I just want to also talk about your broking business, I am sure you have seen a tremendous amount of acquisition on that front as well. Also how are you strengthening your own digital offerings to attract potential investors?
This strong wave that we are seeing in terms of new customers and is kind of unprecedented and there may be many factors that might have converged the rise of millennials—- people have free time so they are trading or there are more savings because they are not spending as they would have otherwise or people want to protect their investments or their savings against inflation and bank interest rates have fallen– all of these factors might have contributed in bits and pieces in different ways, but the business is growing, competition is there. I think that your question is very valid and important that how are we shaping up and how are we scaling up digitally.
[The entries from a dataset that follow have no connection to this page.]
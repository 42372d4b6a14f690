//! Orientation of image axes in physical space.

use super::Vector;
use nalgebra::SMatrix;
use serde::{Deserialize, Serialize};

/// Direction cosine matrix of an image.
///
/// Column `i` holds the physical direction of image axis `i`. The diagonal is
/// what scan selection calls the orientation vector: a volume acquired as an
/// axial stack has all three diagonal entries close to one.
#[derive(Debug, Clone, Copy, PartialEq, Serialize, Deserialize)]
pub struct Direction<const D: usize>(pub SMatrix<f64, D, D>);

impl<const D: usize> Direction<D> {
    pub fn identity() -> Self {
        Self(SMatrix::identity())
    }

    /// Build from row-major entries, the layout DICOM and NIfTI headers use.
    pub fn from_row_major(rows: [[f64; D]; D]) -> Self {
        let mut m = SMatrix::<f64, D, D>::zeros();
        for (r, row) in rows.iter().enumerate() {
            for (c, v) in row.iter().enumerate() {
                m[(r, c)] = *v;
            }
        }
        Self(m)
    }

    pub fn is_orthogonal(&self) -> bool {
        let product = self.0 * self.0.transpose();
        (0..D).all(|i| {
            (0..D).all(|j| {
                let expected = if i == j { 1.0 } else { 0.0 };
                (product[(i, j)] - expected).abs() < 1e-6
            })
        })
    }

    /// Cofactor expansion for 2x2 and 3x3, partial-pivot elimination above.
    pub fn determinant(&self) -> f64 {
        let m = &self.0;
        match D {
            0 => 1.0,
            1 => m[(0, 0)],
            2 => m[(0, 0)] * m[(1, 1)] - m[(0, 1)] * m[(1, 0)],
            3 => {
                m[(0, 0)] * (m[(1, 1)] * m[(2, 2)] - m[(1, 2)] * m[(2, 1)])
                    - m[(0, 1)] * (m[(1, 0)] * m[(2, 2)] - m[(1, 2)] * m[(2, 0)])
                    + m[(0, 2)] * (m[(1, 0)] * m[(2, 1)] - m[(1, 1)] * m[(2, 0)])
            }
            _ => {
                let mut a = *m;
                let mut det = 1.0;
                for col in 0..D {
                    let pivot = (col..D)
                        .max_by(|&r, &s| a[(r, col)].abs().total_cmp(&a[(s, col)].abs()))
                        .unwrap_or(col);
                    if a[(pivot, col)] == 0.0 {
                        return 0.0;
                    }
                    if pivot != col {
                        a.swap_rows(pivot, col);
                        det = -det;
                    }
                    let p = a[(col, col)];
                    det *= p;
                    for row in col + 1..D {
                        let factor = a[(row, col)] / p;
                        for k in col..D {
                            let v = a[(col, k)];
                            a[(row, k)] -= factor * v;
                        }
                    }
                }
                det
            }
        }
    }

    pub fn try_inverse(&self) -> Option<Self> {
        self.0.try_inverse().map(Self)
    }

    pub fn transpose(&self) -> Self {
        Self(self.0.transpose())
    }

    /// The diagonal entries `(d00, d11, d22, ...)`.
    pub fn diagonal(&self) -> [f64; D] {
        let mut out = [0.0; D];
        for (i, o) in out.iter_mut().enumerate() {
            *o = self.0[(i, i)];
        }
        out
    }

    pub fn inner(&self) -> &SMatrix<f64, D, D> {
        &self.0
    }
}

impl<const D: usize> std::ops::Index<(usize, usize)> for Direction<D> {
    type Output = f64;

    fn index(&self, index: (usize, usize)) -> &Self::Output {
        &self.0[index]
    }
}

impl<const D: usize> std::ops::IndexMut<(usize, usize)> for Direction<D> {
    fn index_mut(&mut self, index: (usize, usize)) -> &mut Self::Output {
        &mut self.0[index]
    }
}

impl<const D: usize> std::ops::Mul for Direction<D> {
    type Output = Self;

    fn mul(self, other: Self) -> Self::Output {
        Self(self.0 * other.0)
    }
}

impl<const D: usize> std::ops::Mul<Vector<D>> for Direction<D> {
    type Output = Vector<D>;

    fn mul(self, vector: Vector<D>) -> Self::Output {
        Vector(self.0 * vector.0)
    }
}

#[cfg(test)]
mod tests {
    use super::*;

    type Direction3 = Direction<3>;

    #[test]
    fn test_rotation_about_z_is_orthogonal() {
        let rot = Direction3::from_row_major([[0.0, -1.0, 0.0], [1.0, 0.0, 0.0], [0.0, 0.0, 1.0]]);
        assert!(rot.is_orthogonal());
        assert!((rot.determinant() - 1.0).abs() < 1e-12);
        assert_eq!(rot.diagonal(), [0.0, 0.0, 1.0]);
    }

    #[test]
    fn test_reflection_has_negative_determinant() {
        let mut reflection = Direction3::identity();
        reflection[(0, 0)] = -1.0;
        assert!(reflection.is_orthogonal());
        assert!((reflection.determinant() + 1.0).abs() < 1e-12);
    }

    #[test]
    fn test_determinant_of_scaled_axes() {
        let scaled = Direction3::from_row_major([[2.0, 0.0, 0.0], [0.0, 3.0, 0.0], [1.0, 0.0, 0.5]]);
        assert!((scaled.determinant() - 3.0).abs() < 1e-12);
        let planar = Direction::<2>::from_row_major([[0.0, 1.0], [1.0, 0.0]]);
        assert!((planar.determinant() + 1.0).abs() < 1e-12);
    }

    #[test]
    fn test_determinant_by_elimination() {
        let m = Direction::<4>::from_row_major([
            [0.0, 2.0, 0.0, 0.0],
            [1.0, 0.0, 0.0, 0.0],
            [0.0, 0.0, 3.0, 1.0],
            [0.0, 0.0, 1.0, 1.0],
        ]);
        // row swap (-1) * 2 * 1 * (3 - 1)
        assert!((m.determinant() + 4.0).abs() < 1e-12);
        assert_eq!(Direction::<4>::identity().determinant(), 1.0);
    }

    #[test]
    fn test_inverse_of_orthogonal_is_transpose() {
        let rot = Direction3::from_row_major([[0.0, 0.0, 1.0], [1.0, 0.0, 0.0], [0.0, 1.0, 0.0]]);
        let inv = rot.try_inverse().expect("orthogonal matrix is invertible");
        assert_eq!(inv, rot.transpose());
    }
}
We have been internet first company right from the day we started and we have invested a lot in technology in last couple of years. During the COVID period, we have accelerated our investment in digital technology, there are number of new ideas, thoughts and technologies that are coming and we believe that our platform which has got several million downloads and several hundred thousand reviews, its rating has been around 4.3-4.4, which I believe is very good and that also shows that we are at the forefront of cutting edge digital technology. The entire organisation right from CEO to everybody is thinking about how we can make our product and offerings more attractive digitally, how we can service our customers digitally better and how we can make the investments more rewarding in a digital way. As far as securities business is concerned, I think it is completely transforming, going towards 100% digital in the retail part of it at least.
What is the mix for the IIFL Group? How do you see the different businesses contribute to the group today?
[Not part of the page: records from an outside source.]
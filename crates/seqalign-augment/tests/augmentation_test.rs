use burn::tensor::{Tensor, TensorData};
use burn_ndarray::NdArray;
use proptest::prelude::*;
use rand::rngs::StdRng;
use rand::SeedableRng;
use seqalign_augment::{
    apply_morph_augmentation, augment_intensity, radial_distortion_transform, random_radial_distortion_transform,
    IntensityAugmentationRanges, Interval, RadialCoefficients, RadialDistortionRanges, SimilarityRanges,
};
use seqalign_core::spatial::{Direction, Point, Spacing};
use seqalign_core::Image;

type B = NdArray<f32>;

fn volume(size: [usize; 3], origin: [f64; 3], spacing: [f64; 3], seed: u32) -> Image<B, 3> {
    let [nx, ny, nz] = size;
    let values: Vec<f32> = (0..nx * ny * nz)
        .map(|i| ((i as u32).wrapping_mul(2654435761).wrapping_add(seed) % 1000) as f32 / 10.0)
        .collect();
    let tensor = Tensor::<B, 3>::from_data(TensorData::new(values, [nz, ny, nx]), &Default::default());
    Image::new(tensor, Point::new(origin), Spacing::new(spacing), Direction::identity())
}

#[test]
fn test_morph_preserves_count_order_and_grids() {
    let volumes = vec![
        volume([8, 8, 6], [0.0, 0.0, 0.0], [1.0, 1.0, 2.0], 1),
        volume([10, 6, 4], [3.0, -2.0, 1.0], [0.8, 1.2, 2.5], 2),
        volume([5, 5, 5], [-4.0, 0.0, 7.0], [2.0, 2.0, 2.0], 3),
    ];
    let mut rng = StdRng::seed_from_u64(11);
    let out = apply_morph_augmentation(&volumes, &SimilarityRanges::default(), &mut rng).unwrap();

    assert_eq!(out.len(), volumes.len());
    for (input, output) in volumes.iter().zip(&out) {
        assert_eq!(input.grid(), output.grid());
    }
}

#[test]
fn test_morph_transform_is_shared_across_the_set() {
    let first = volume([8, 8, 8], [0.0, 0.0, 0.0], [1.0, 1.0, 1.0], 7);
    let second = volume([8, 8, 8], [0.0, 0.0, 0.0], [1.0, 1.0, 1.0], 8);

    let mut rng = StdRng::seed_from_u64(23);
    let alone = apply_morph_augmentation(&[second.clone()], &SimilarityRanges::default(), &mut rng).unwrap();
    let mut rng = StdRng::seed_from_u64(23);
    let together = apply_morph_augmentation(&[second.clone(), first], &SimilarityRanges::default(), &mut rng).unwrap();

    // Identical first volumes and seeds draw the same transform, and the
    // second volume consumes nothing from the generator.
    assert_eq!(alone[0].to_vec(), together[0].to_vec());
}

#[test]
fn test_morph_is_reproducible_with_seed() {
    let volumes = vec![volume([6, 6, 6], [0.0; 3], [1.0; 3], 4)];
    let mut a = StdRng::seed_from_u64(99);
    let mut b = StdRng::seed_from_u64(99);
    let first = apply_morph_augmentation(&volumes, &SimilarityRanges::default(), &mut a).unwrap();
    let second = apply_morph_augmentation(&volumes, &SimilarityRanges::default(), &mut b).unwrap();
    assert_eq!(first[0].to_vec(), second[0].to_vec());
}

#[test]
fn test_zero_coefficients_give_zero_field() {
    let image = volume([7, 5, 3], [1.0, 2.0, 3.0], [1.0, 0.5, 2.0], 0);
    let transform = radial_distortion_transform(&image, None, RadialCoefficients::ZERO).unwrap();
    assert_eq!(transform.grid(), &image.grid());
    assert_eq!(transform.max_norm(), 0.0);
}

#[test]
fn test_random_distortion_grows_away_from_center() {
    let image = volume([9, 9, 9], [0.0; 3], [10.0; 3], 0);
    let mut rng = StdRng::seed_from_u64(2);
    let transform =
        random_radial_distortion_transform(&image, None, &RadialDistortionRanges::default(), &mut rng).unwrap();

    // Default center is index 4.5 on every axis; the corner voxel is farthest.
    let x = transform.component(0).into_data().to_vec::<f32>().unwrap();
    let near = x[4 * 81 + 4 * 9 + 5].abs();
    let corner = x[8 * 81 + 8 * 9 + 8].abs();
    assert!(corner > near);
}

#[test]
fn test_intensity_keeps_grids_and_draws_per_volume() {
    let base = volume([12, 12, 4], [0.0; 3], [1.0; 3], 5);
    let volumes = vec![base.clone(), base.clone()];
    let ranges = IntensityAugmentationRanges::default()
        .with_noise_standard_deviation(Interval::new(0.05, 0.05))
        .with_radius([2, 2, 1]);
    let mut rng = StdRng::seed_from_u64(17);
    let out = augment_intensity(&volumes, &ranges, &mut rng).unwrap();

    assert_eq!(out.len(), 2);
    assert_eq!(out[0].grid(), base.grid());
    assert_eq!(out[1].grid(), base.grid());
    assert_ne!(out[0].to_vec(), out[1].to_vec());
}

#[test]
fn test_intensity_rejects_bad_ranges() {
    let volumes = vec![volume([4, 4, 4], [0.0; 3], [1.0; 3], 0)];
    let ranges = IntensityAugmentationRanges::default().with_alpha(Interval::new(1.0, 0.5));
    let mut rng = StdRng::seed_from_u64(0);
    assert!(augment_intensity(&volumes, &ranges, &mut rng).is_err());
}

proptest! {
    #![proptest_config(ProptestConfig::with_cases(16))]

    #[test]
    fn prop_distortion_field_matches_grid(nx in 1usize..6, ny in 1usize..6, nz in 1usize..6, k1 in 0.0f64..1e-3) {
        let image = volume([nx, ny, nz], [0.0; 3], [1.0; 3], 0);
        let transform = radial_distortion_transform(&image, None, RadialCoefficients::new(k1, 0.0, 0.0)).unwrap();
        prop_assert_eq!(transform.field().dims(), [3, nz, ny, nx]);
        prop_assert_eq!(transform.grid(), &image.grid());
    }
}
There are three core businesses that we have —-wealth, finance and securities– all three of them are doing well. They have a much higher reach out with the economic growth so our wealth business is where we are seeing very strong growth, as you would have seen our last quarter, the momentum in terms of new asset acquisition as well as profitability has been there and now we have over 2 lakh crore of assets under advice and management. We are seeing that as India grows and entrepreneurs are also exiting part of their businesses through either getting direct investor private equity of foreign investor or IPO. A lot of liquidity wealth is getting into their hands and therefore we see tremendous opportunity for this business to grow.
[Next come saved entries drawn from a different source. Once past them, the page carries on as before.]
//! Additive Gaussian noise.

use crate::error::{CoreError, Result};
use crate::image::Image;
use burn::tensor::backend::Backend;
use burn::tensor::{Tensor, TensorData};
use rand::RngCore;
use rand_distr::{Distribution, Normal};
use serde::{Deserialize, Serialize};

/// Adds i.i.d. normal noise to every voxel.
#[derive(Debug, Clone, Copy, PartialEq, Serialize, Deserialize)]
pub struct AdditiveGaussianNoiseFilter {
    pub mean: f64,
    pub standard_deviation: f64,
}

impl Default for AdditiveGaussianNoiseFilter {
    fn default() -> Self {
        Self {
            mean: 0.0,
            standard_deviation: 1.0,
        }
    }
}

impl AdditiveGaussianNoiseFilter {
    pub fn new(standard_deviation: f64) -> Self {
        Self {
            standard_deviation,
            ..Self::default()
        }
    }

    pub fn with_mean(mut self, mean: f64) -> Self {
        self.mean = mean;
        self
    }

    pub fn apply<B: Backend, const D: usize>(&self, image: &Image<B, D>, rng: &mut dyn RngCore) -> Result<Image<B, D>> {
        if !(self.standard_deviation.is_finite() && self.standard_deviation >= 0.0) {
            return Err(CoreError::invalid_parameter(
                "standard_deviation",
                format!("must be finite and non-negative, got {}", self.standard_deviation),
            ));
        }
        let normal = Normal::new(self.mean, self.standard_deviation).map_err(|e| {
            CoreError::invalid_parameter("standard_deviation", format!("{} ({})", e, self.standard_deviation))
        })?;

        let data = image.data();
        let shape = data.dims();
        let device = data.device();
        let mut values = data.clone().into_data().convert::<f32>().to_vec::<f32>().map_err(|e| {
            CoreError::invalid_parameter("image", format!("voxel data is not readable as f32: {:?}", e))
        })?;

        for v in values.iter_mut() {
            *v += normal.sample(&mut *rng) as f32;
        }

        let noisy = Tensor::<B, D>::from_data(TensorData::new(values, shape), &device);
        Ok(Image::new(noisy, *image.origin(), *image.spacing(), *image.direction()))
    }
}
In our lending business, we are focussed on retail, we are expanding our branch network this year, we are planning to set up 700 new branches on top of 2600 that we already have. Here our focus is completely on small ticket retail, almost 94-95% of our business is already granular retail business to small customers so we will expand in the same way and again when you do small ticket loan– the digital technology helps you a lot in saving cost and improving your credit underwriting and also servicing the customer better. The third business is our securities business which has retail as well as institutional segment and investment banking too, these are doing pretty well now given very strong undercurrent in the capital market. All businesses at this point in time are growing well and we do not have any plans to diversify, so we will consolidate and we will remain focus on these three businesses.